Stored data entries
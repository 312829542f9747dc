/// Shared types used across the codebase

use serde::{Deserialize, Serialize};
use std::fmt;
use std::str::FromStr;

/// Backend primary key for students, courses, classrooms and memberships
pub type EntityId = i64;

/// Academic term; the backend expects the upper-case names
#[derive(Debug, Clone, Copy, PartialEq, Eq, Hash, PartialOrd, Ord, Serialize, Deserialize)]
#[serde(rename_all = "SCREAMING_SNAKE_CASE")]
pub enum Term {
    Spring,
    Summer,
    Fall,
    Winter,
}

impl Term {
    pub const ALL: [Term; 4] = [Term::Spring, Term::Summer, Term::Fall, Term::Winter];

    pub fn as_str(&self) -> &'static str {
        match self {
            Term::Spring => "SPRING",
            Term::Summer => "SUMMER",
            Term::Fall => "FALL",
            Term::Winter => "WINTER",
        }
    }

    pub fn label(&self) -> &'static str {
        match self {
            Term::Spring => "Spring",
            Term::Summer => "Summer",
            Term::Fall => "Fall",
            Term::Winter => "Winter",
        }
    }
}

impl fmt::Display for Term {
    fn fmt(&self, f: &mut fmt::Formatter<'_>) -> fmt::Result {
        f.write_str(self.as_str())
    }
}

impl FromStr for Term {
    type Err = String;

    fn from_str(s: &str) -> Result<Self, Self::Err> {
        Term::ALL
            .into_iter()
            .find(|term| term.as_str().eq_ignore_ascii_case(s.trim()))
            .ok_or_else(|| format!("unknown term '{}', expected one of SPRING, SUMMER, FALL, WINTER", s))
    }
}

/// Either every value or a single one, as in the list screens' drop-downs
#[derive(Debug, Clone, Copy, PartialEq, Eq)]
pub enum Selector<T> {
    All,
    Only(T),
}

impl<T> Default for Selector<T> {
    fn default() -> Self {
        Selector::All
    }
}

impl<T: PartialEq> Selector<T> {
    pub fn accepts(&self, value: Option<&T>) -> bool {
        match self {
            Selector::All => true,
            Selector::Only(wanted) => value == Some(wanted),
        }
    }
}

impl<T: FromStr> FromStr for Selector<T> {
    type Err = T::Err;

    fn from_str(s: &str) -> Result<Self, Self::Err> {
        if s.trim().eq_ignore_ascii_case("ALL") {
            Ok(Selector::All)
        } else {
            s.parse().map(Selector::Only)
        }
    }
}

#[cfg(test)]
mod tests {
    use super::*;

    #[test]
    fn term_parses_case_insensitively() {
        assert_eq!("fall".parse::<Term>().unwrap(), Term::Fall);
        assert_eq!(" SPRING ".parse::<Term>().unwrap(), Term::Spring);
        assert!("autumn".parse::<Term>().is_err());
    }

    #[test]
    fn term_serializes_upper_case() {
        assert_eq!(serde_json::to_string(&Term::Winter).unwrap(), "\"WINTER\"");
    }

    #[test]
    fn selector_all_accepts_missing_values() {
        let all: Selector<Term> = "ALL".parse().unwrap();
        assert!(all.accepts(None));
        let fall: Selector<Term> = "FALL".parse().unwrap();
        assert!(fall.accepts(Some(&Term::Fall)));
        assert!(!fall.accepts(Some(&Term::Spring)));
        assert!(!fall.accepts(None));
    }
}
//! Credential exchange and sign-out.
//!
//! `login` is the only path that creates a session from the network; a failed
//! login leaves whatever session existed before untouched.

use chrono::Utc;
use tracing::{info, warn};

use crate::api::{AuthApi, Credentials};
use crate::error::ArmsResult;
use crate::session::{SessionStore, UserProfile};

/// Exchange credentials for a token and persist the resulting session
pub async fn login(api: &AuthApi, store: &mut SessionStore, credentials: &Credentials) -> ArmsResult<UserProfile> {
    credentials.validate()?;

    let grant = match api.login(credentials).await {
        Ok(grant) => grant,
        Err(err) => {
            warn!(username = %credentials.username, error = %err, "login failed");
            return Err(err);
        }
    };

    let profile = UserProfile::from_login(&credentials.username, &grant, Utc::now());
    store.save(grant.access_token, profile.clone())?;
    info!(username = %profile.username, roles = ?profile.roles, "logged in");
    Ok(profile)
}

/// Local sign-out; the backend is not contacted
pub fn logout(store: &mut SessionStore) {
    if let Some(user) = store.session().user() {
        info!(username = %user.username, "logged out");
    }
    store.clear();
}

Your objective
Write out every entry above, word for word.

Solution to the exercise
repository 312829542f9747dc
/// Shared types used across the codebase

use serde::{Deserialize, Serialize};
use std::fmt;
use std::str::FromStr;

/// Backend primary key for students, courses, classrooms and memberships
pub type EntityId = i64;

/// Academic term; the backend expects the upper-case names
#[derive(Debug, Clone, Copy, PartialEq, Eq, Hash, PartialOrd, Ord, Serialize, Deserialize)]
#[serde(rename_all = "SCREAMING_SNAKE_CASE")]
pub enum Term {
    Spring,
    Summer,
    Fall,
    Winter,
}

impl Term {
    pub const ALL: [Term; 4] = [Term::Spring, Term::Summer, Term::Fall, Term::Winter];

    pub fn as_str(&self) -> &'static str {
        match self {
            Term::Spring => "SPRING",
            Term::Summer => "SUMMER",
            Term::Fall => "FALL",
            Term::Winter => "WINTER",
        }
    }

    pub fn label(&self) -> &'static str {
        match self {
            Term::Spring => "Spring",
            Term::Summer => "Summer",
            Term::Fall => "Fall",
            Term::Winter => "Winter",
        }
    }
}

impl fmt::Display for Term {
    fn fmt(&self, f: &mut fmt::Formatter<'_>) -> fmt::Result {
        f.write_str(self.as_str())
    }
}

impl FromStr for Term {
    type Err = String;

    fn from_str(s: &str) -> Result<Self, Self::Err> {
        Term::ALL
            .into_iter()
            .find(|term| term.as_str().eq_ignore_ascii_case(s.trim()))
            .ok_or_else(|| format!("unknown term '{}', expected one of SPRING, SUMMER, FALL, WINTER", s))
    }
}

/// Either every value or a single one, as in the list screens' drop-downs
#[derive(Debug, Clone, Copy, PartialEq, Eq)]
pub enum Selector<T> {
    All,
    Only(T),
}

impl<T> Default for Selector<T> {
    fn default() -> Self {
        Selector::All
    }
}

impl<T: PartialEq> Selector<T> {
    pub fn accepts(&self, value: Option<&T>) -> bool {
        match self {
            Selector::All => true,
            Selector::Only(wanted) => value == Some(wanted),
        }
    }
}

impl<T: FromStr> FromStr for Selector<T> {
    type Err = T::Err;

    fn from_str(s: &str) -> Result<Self, Self::Err> {
        if s.trim().eq_ignore_ascii_case("ALL") {
            Ok(Selector::All)
        } else {
            s.parse().map(Selector::Only)
        }
    }
}

#[cfg(test)]
mod tests {
    use super::*;

    #[test]
    fn term_parses_case_insensitively() {
        assert_eq!("fall".parse::<Term>().unwrap(), Term::Fall);
        assert_eq!(" SPRING ".parse::<Term>().unwrap(), Term::Spring);
        assert!("autumn".parse::<Term>().is_err());
    }

    #[test]
    fn term_serializes_upper_case() {
        assert_eq!(serde_json::to_string(&Term::Winter).unwrap(), "\"WINTER\"");
    }

    #[test]
    fn selector_all_accepts_missing_values() {
        let all: Selector<Term> = "ALL".parse().unwrap();
        assert!(all.accepts(None));
        let fall: Selector<Term> = "FALL".parse().unwrap();
        assert!(fall.accepts(Some(&Term::Fall)));
        assert!(!fall.accepts(Some(&Term::Spring)));
        assert!(!fall.accepts(None));
    }
}
//! Credential exchange and sign-out.
//!
//! `login` is the only path that creates a session from the network; a failed
//! login leaves whatever session existed before untouched.

use chrono::Utc;
use tracing::{info, warn};

use crate::api::{AuthApi, Credentials};
use crate::error::ArmsResult;
use crate::session::{SessionStore, UserProfile};

/// Exchange credentials for a token and persist the resulting session
pub async fn login(api: &AuthApi, store: &mut SessionStore, credentials: &Credentials) -> ArmsResult<UserProfile> {
    credentials.validate()?;

    let grant = match api.login(credentials).await {
        Ok(grant) => grant,
        Err(err) => {
            warn!(username = %credentials.username, error = %err, "login failed");
            return Err(err);
        }
    };

    let profile = UserProfile::from_login(&credentials.username, &grant, Utc::now());
    store.save(grant.access_token, profile.clone())?;
    info!(username = %profile.username, roles = ?profile.roles, "logged in");
    Ok(profile)
}

/// Local sign-out; the backend is not contacted
pub fn logout(store: &mut SessionStore) {
    if let Some(user) = store.session().user() {
        info!(username = %user.username, "logged out");
    }
    store.clear();
}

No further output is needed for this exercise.